Sadly, the impression is given in the consultation that the water freight industry is no longer viable, that it would interfere with leisure use and that it comes second to relentless waterside property development.
However, there is enough space on the waterways (unlike the roads) for freight carriers and leisure users to co-exist and complement each other. For example, when professional skippers meet leisure boaters at locks they can exchange advice and experiences; freight operators can provide extra revenue to the waterways using money they would otherwise have spent on road tax; and the presence of regular slow-moving traffic can offer natural surveillance.
The benefits of switching a certain amount of freight from road to water are obvious to most people. Waterways offer less pollution, little or no noise or vibration, reduced stress and danger. Often the journeys are more direct by water, and packaging requirements can be drastically reduced.
One of the few drawbacks of water-borne freight is the lack of access points. But this is not the fault of the canals; instead, it is due to poor planning decisions that have allowed wharves and other entry points to be converted or sealed off. Town planners are now being urged to resist any designs that might harm the revival of freight by water.

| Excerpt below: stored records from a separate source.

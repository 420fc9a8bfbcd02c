//! Paths and chart settings shared by the binaries
//!
//! Every path is derived from a single project root. The layout matches the
//! evaluation repository:
//!
//! ```text
//! <root>/results/tables/scoring_matrix.csv
//! <root>/evaluations/summary_generated.md
//! <root>/results/figures/*.png
//! ```

use clap::Args;
use std::path::{Path, PathBuf};

/// `--root` flag flattened into every binary's parser
#[derive(Debug, Clone, Args)]
pub struct RootArgs {
    /// Project root containing `results/` and `evaluations/`
    #[arg(long, default_value = ".")]
    pub root: PathBuf,
}

impl RootArgs {
    pub fn paths(&self) -> ProjectPaths {
        ProjectPaths::new(&self.root)
    }
}

/// Fixed input and output locations under a project root
#[derive(Debug, Clone, PartialEq, Eq)]
pub struct ProjectPaths {
    root: PathBuf,
}

impl ProjectPaths {
    pub fn new(root: impl AsRef<Path>) -> Self {
        Self { root: root.as_ref().to_path_buf() }
    }

    pub fn scoring_matrix(&self) -> PathBuf {
        self.root.join("results").join("tables").join("scoring_matrix.csv")
    }

    pub fn markdown_summary(&self) -> PathBuf {
        self.root.join("evaluations").join("summary_generated.md")
    }

    pub fn figures_dir(&self) -> PathBuf {
        self.root.join("results").join("figures")
    }

    pub fn heatmap(&self) -> PathBuf {
        self.figures_dir().join("scoring_heatmap.png")
    }

    pub fn family_radar(&self) -> PathBuf {
        self.figures_dir().join("family_radar.png")
    }

    pub fn step_difficulty(&self) -> PathBuf {
        self.figures_dir().join("step_difficulty.png")
    }

    pub fn version_timeline(&self) -> PathBuf {
        self.figures_dir().join("version_timeline.png")
    }
}

impl Default for ProjectPaths {
    fn default() -> Self {
        Self::new(".")
    }
}

/// Image sizes and typography for the PNG charts
#[derive(Debug, Clone, PartialEq)]
pub struct ChartConfig {
    pub heatmap_size: (u32, u32),
    pub radar_size: (u32, u32),
    pub difficulty_size: (u32, u32),
    pub timeline_size: (u32, u32),
    pub font_family: String,
    pub caption_size: u32,
    pub label_size: u32,
}

impl Default for ChartConfig {
    fn default() -> Self {
        Self {
            heatmap_size: (1000, 1400),
            radar_size: (1500, 560),
            difficulty_size: (1000, 620),
            timeline_size: (1400, 600),
            font_family: "sans-serif".to_string(),
            caption_size: 26,
            label_size: 15,
        }
    }
}
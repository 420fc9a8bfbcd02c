//! Read-only analyses over the scoring matrix
//!
//! Each aggregator is a pure function of `ScoringMatrix`:
//! - `first_correct`: first fully correct version per family
//! - `step_difficulty`: steps ranked by mean composite score
//! - `failure_modes`: most common wrong grade per step and dimension
//! - `profiles`, `grid`: chart inputs

pub mod failure_modes;
pub mod first_correct;
pub mod grid;
pub mod profiles;
pub mod step_difficulty;

pub use failure_modes::{common_failures_per_step, FailureMode, StepFailures};
pub use first_correct::{first_fully_correct, FamilyVerdict};
pub use grid::{build_score_grid, GridRow, ScoreGrid};
pub use profiles::{
    family_dimension_profiles, ordered_versions, version_trajectories, FamilyTrajectory,
    TrajectoryPoint, VersionProfile,
};
pub use step_difficulty::{rank_step_difficulty, step_averages, StepDifficulty};

use crate::data::ScoringMatrix;
use serde::Serialize;

/// The three report sections produced by the summary entry point
#[derive(Debug, Clone, PartialEq, Serialize)]
pub struct Summary {
    pub first_correct: Vec<FamilyVerdict>,
    pub steps_ranked: Vec<StepDifficulty>,
    pub failures: Vec<StepFailures>,
}

impl Summary {
    pub fn compute(matrix: &ScoringMatrix) -> Self {
        Self {
            first_correct: first_fully_correct(matrix),
            steps_ranked: rank_step_difficulty(matrix),
            failures: common_failures_per_step(matrix),
        }
    }
}
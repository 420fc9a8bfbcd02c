//! Tracing setup for the binaries
//!
//! Log lines go to stderr; stdout is reserved for report text.

use tracing_subscriber::{layer::SubscriberExt, util::SubscriberInitExt};

/// Install the global subscriber (call once, at the top of `main`)
pub fn init_tracing() {
    tracing_subscriber::registry()
        .with(
            tracing_subscriber::EnvFilter::try_from_default_env().unwrap_or_else(|_| {
                // Default log level: info for our crate, warn for others
                "pipeline_eval_scorer=info,warn".into()
            }),
        )
        .with(tracing_subscriber::fmt::layer().with_writer(std::io::stderr))
        .init();
}
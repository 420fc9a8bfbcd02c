//! Pipeline Evaluation Scorer
//!
//! Aggregates letter grades that reviewers assign to LLM-generated nanopore
//! metagenomics pipelines, one row per (model family, model version, step).
//!
//! Layout:
//! - `data`: scoring matrix loading with Polars
//! - `scorer`: letter → numeric tables, fully-correct and composite checks
//! - `catalog`: model families, chronological version catalog, step labels
//! - `aggregates/`: first-correct, step difficulty, failure modes, chart inputs
//! - `formatters/`: text, markdown and JSON summaries
//! - `charts/`: heatmap, radar, bar and line PNGs (plotters)
//!
//! The binaries under `src/bin/` wire these to the fixed project paths in
//! `config`.

pub mod aggregates;
pub mod catalog;
pub mod charts;
pub mod config;
pub mod data;
pub mod error;
pub mod formatters;
pub mod logging;
pub mod scorer;

// Re-export commonly used types
pub use aggregates::{build_score_grid, version_trajectories, ScoreGrid, Summary};
pub use catalog::{ModelFamily, MODEL_CATALOG};
pub use config::{ChartConfig, ProjectPaths, RootArgs};
pub use data::{ScoreRow, ScoringMatrix};
pub use error::{EvalError, Result};
pub use formatters::{JsonFormatter, MarkdownFormatter, TextFormatter};
pub use scorer::{composite, is_row_fully_correct, is_row_fully_scored, score, Dimension};
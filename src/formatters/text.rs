use crate::aggregates::Summary;

/// Plain-text formatter for the aggregated summary
///
/// The section layout already uses markdown table syntax so the same text
/// reads well in a terminal and when written to a `.md` file.
pub struct TextFormatter;

impl TextFormatter {
    /// Format the three report sections
    pub fn format(summary: &Summary) -> String {
        let mut lines = Vec::new();
        push_sections(&mut lines, summary);
        lines.join("\n")
    }
}

/// Append the report sections to `lines` (joined with '\n' by the caller)
pub(crate) fn push_sections(lines: &mut Vec<String>, summary: &Summary) {
    // First fully correct
    lines.push("\n## First Fully Correct Pipeline per Model Family\n".to_string());
    for verdict in &summary.first_correct {
        let status = verdict
            .first_correct_version
            .as_deref()
            .unwrap_or("None (no fully correct version)");
        lines.push(format!("- **{}:** {}", verdict.family.display_name(), status));
    }

    // Difficulty ranking
    lines.push("\n## Steps Ranked by Difficulty (lowest average score first)\n".to_string());
    lines.push("| Rank | Step | Avg Score |".to_string());
    lines.push("|:-----|:-----|:----------|".to_string());
    for (rank, step) in summary.steps_ranked.iter().enumerate() {
        let score = match step.average {
            Some(avg) => format!("{avg:.2}"),
            None => "no data".to_string(),
        };
        lines.push(format!(
            "| {} | {}. {} | {} |",
            rank + 1,
            step.step_number,
            step.step_name,
            score
        ));
    }

    // Failure modes
    lines.push("\n## Most Common Failure Mode per Step\n".to_string());
    for step in &summary.failures {
        if step.modes.is_empty() {
            lines.push(format!(
                "\n**Step {}:** no failures recorded (or no scores yet)",
                step.step_number
            ));
        } else {
            lines.push(format!("\n**Step {}:**", step.step_number));
            for mode in &step.modes {
                lines.push(format!("  - {}: {} ({}×)", mode.dimension, mode.letter, mode.count));
            }
        }
    }
}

In the Defra consultation, the emphasis is on the drawbacks rather than the benefits of using waterways for freight, and the explanations seem to be inadequate and defeatist. It is hardly surprising that most freight operators automatically choose to use the roads, because middle managers tend to take the line of least resistance when making decisions under pressure. Often they do not have the time, information or authority to explore other options. This could easily change if campaigners are able to educate them.
Current cost comparisons are unlikely to be future-proof because costs of road transport will rise steeply with fuel price increases. It is also worth considering that if HGV training and practice become ever more demanding then future drivers might want to train or re-train as boat skippers instead.
It is becoming increasingly common for consumers to challenge suppliers over trading practices, employment conditions and so on, so it is only a matter of time before environmentally-conscious consumers decide to switch suppliers on the basis of local transport modes. This might take a few years but the educational process has already begun.
The consultation ends on June 30. If anybody wants to contribute any comments then please refer to www.friendsofregentscanal.org for further information.